Saida Tsehaye

Personal information
- Born: 7 July 2008 (age 18)

Sport
- Sport: Athletics
- Event: Middle-distance

= Saida Tsehaye =

Ethiopian runner (born 2008)

Saida Tsehaye (born 7 July 2008) is an Ethiopian middle-distance runner. In 2026, she set a new Ethiopian under-20 record for the 800 metres.

==Biography==
On her debut in the 2026 Diamond League on 19 June 2026, she had a twelfth place finish in 2:04.22 for the 800 metres at the 2026 Doha Diamond League. On 1 August 2026, she set a new Ethiopian under-20 record for the 800 metres with a time of 1:57.96 in Oordegem, Belgium. The under-20 world leader ahead of the 2026 World U20 Championships, she was unable to compete as she could not acquire the necessary visa to travel to compete in the United States.
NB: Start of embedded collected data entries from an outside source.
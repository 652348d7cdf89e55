//! Strata command line front end.
//!
//! - `strata sniff` prints the layer definitions recognised in a file.
//! - `strata compose` imports files into an in-memory collection, shows
//!   every imported layer and prints the merged style document.

use std::io::Read;
use std::path::{Path, PathBuf};

use anyhow::Context;
use clap::{Parser, Subcommand};
use strata_engine::{EngineConfig, LayerEngine, MemoryStore, RecomputeMode, Viewport, Warning};
use strata_style::{BoundingBox, LngLat};
use tracing::info;

#[derive(Parser, Debug)]
#[command(name = "strata")]
#[command(about = "Layered map style composition")]
struct Args {
	/// Verbose logging
	#[arg(short, long, global = true)]
	verbose: bool,

	#[command(subcommand)]
	command: Command,
}

#[derive(Subcommand, Debug)]
enum Command {
	/// Print the layer definitions recognised in FILE (stdin when omitted)
	Sniff {
		file: Option<PathBuf>,
		/// URL the bytes came from; enables tile-template recognition
		#[arg(long)]
		url: Option<String>,
	},
	/// Import FILES and print the merged style document
	Compose {
		#[arg(required = true)]
		files: Vec<PathBuf>,
		/// Engine configuration (TOML)
		#[arg(short, long, value_name = "PATH")]
		config: Option<PathBuf>,
		/// Report consistency warnings on stderr
		#[arg(short, long)]
		warnings: bool,
		/// Viewport as `west,south,east,north,zoom` for warnings
		#[arg(long, value_name = "W,S,E,N,Z")]
		viewport: Option<String>,
	},
}

fn main() -> anyhow::Result<()> {
	let args = Args::parse();
	setup_tracing(args.verbose);

	match args.command {
		Command::Sniff { file, url } => sniff(file.as_deref(), url.as_deref()),
		Command::Compose {
			files,
			config,
			warnings,
			viewport,
		} => compose(&files, config.as_deref(), warnings, viewport.as_deref()),
	}
}

fn sniff(file: Option<&Path>, url: Option<&str>) -> anyhow::Result<()> {
	let bytes = match file {
		Some(path) => std::fs::read(path).with_context(|| format!("reading {}", path.display()))?,
		None => {
			let mut buffer = Vec::new();
			std::io::stdin().read_to_end(&mut buffer).context("reading stdin")?;
			buffer
		}
	};
	let definitions = strata_engine::sniff(&bytes, url)?;
	println!("{}", serde_json::to_string_pretty(&definitions)?);
	Ok(())
}

fn compose(files: &[PathBuf], config: Option<&Path>, warnings: bool, viewport: Option<&str>) -> anyhow::Result<()> {
	let config = match config {
		Some(path) => EngineConfig::load(path)?,
		None => EngineConfig::default(),
	};
	let mut engine = LayerEngine::open(MemoryStore::new(), config)?.with_recompute_mode(RecomputeMode::Inline);

	for path in files {
		let bytes = std::fs::read(path).with_context(|| format!("reading {}", path.display()))?;
		let source = path.to_string_lossy();
		let batch = engine
			.import(&bytes, Some(source.as_ref()))
			.with_context(|| format!("importing {}", path.display()))?;
		for error in batch.rejected() {
			tracing::warn!(file = %path.display(), %error, "definition rejected");
		}
		let accepted: Vec<String> = batch
			.results
			.iter()
			.filter_map(|result| result.layer().map(|layer| layer.id().to_owned()))
			.collect();
		for id in &accepted {
			engine.show(id)?;
		}
		info!(file = %path.display(), layers = accepted.len(), "imported");
	}

	let snapshot = engine.snapshot();
	println!("{}", serde_json::to_string_pretty(&snapshot.style)?);

	if warnings {
		if let Some(viewport) = viewport {
			engine.set_viewport(parse_viewport(viewport)?, std::time::Instant::now());
			engine.poll_warnings(std::time::Instant::now() + engine.config().warning_debounce());
		}
		for warning in engine.warnings().iter() {
			eprintln!("warning: {}", describe(warning));
		}
	}
	Ok(())
}

fn parse_viewport(input: &str) -> anyhow::Result<Viewport> {
	let values = input
		.split(',')
		.map(|part| part.trim().parse::<f64>())
		.collect::<Result<Vec<_>, _>>()
		.with_context(|| format!("invalid viewport {input:?}"))?;
	let &[west, south, east, north, zoom] = values.as_slice() else {
		anyhow::bail!("viewport needs five numbers, got {}", values.len());
	};
	Ok(Viewport {
		bounds: BoundingBox::new(LngLat::new(west, south), LngLat::new(east, north)),
		zoom,
	})
}

fn describe(warning: &Warning) -> String {
	match warning {
		Warning::EmptyStyle => "no visible layer renders anything".to_owned(),
		Warning::MinZoomTooLow { target_zoom } => format!("zoom in to {target_zoom} to see the visible layers"),
		Warning::OutOfBounds { bounds } => format!(
			"visible layers only cover {},{} to {},{}",
			bounds.sw.lon, bounds.sw.lat, bounds.ne.lon, bounds.ne.lat
		),
		Warning::MultipleOpaque { layers } => format!("several opaque layers are visible: {}", layers.join(", ")),
		Warning::ZeroOpacity { layer, sublayers } => {
			format!("layer {layer} has fully transparent parts: {}", sublayers.join(", "))
		}
	}
}

fn setup_tracing(verbose: bool) {
	use tracing_subscriber::EnvFilter;

	let filter = EnvFilter::try_from_env("STRATA_LOG").unwrap_or_else(|_| {
		if verbose {
			EnvFilter::new("strata=debug,strata_engine=debug,strata_style=debug,info")
		} else {
			EnvFilter::new("warn")
		}
	});
	tracing_subscriber::fmt()
		.with_env_filter(filter)
		.with_writer(std::io::stderr)
		.init();
}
She set a new 800 m personal best again in the Diamond League at the 2026 Athletissima in Lausanne, Switzerland on 21 August 2026, placing third behind Audrey Werro and Femke Broeders-Bol. Having ran an opening lap of 55.7 seconds, she finished with a time of 1:56:92 having briefly overtaken Broeders-Bol on the on the last lap before the Dutchwoman set a new national record herself. At the 2026 Diamond League Final in Brussels on 5 September, she placed third behind Werro and Broeders-Bol again, running 1:57.57 but was later disqualified for a lane infringement.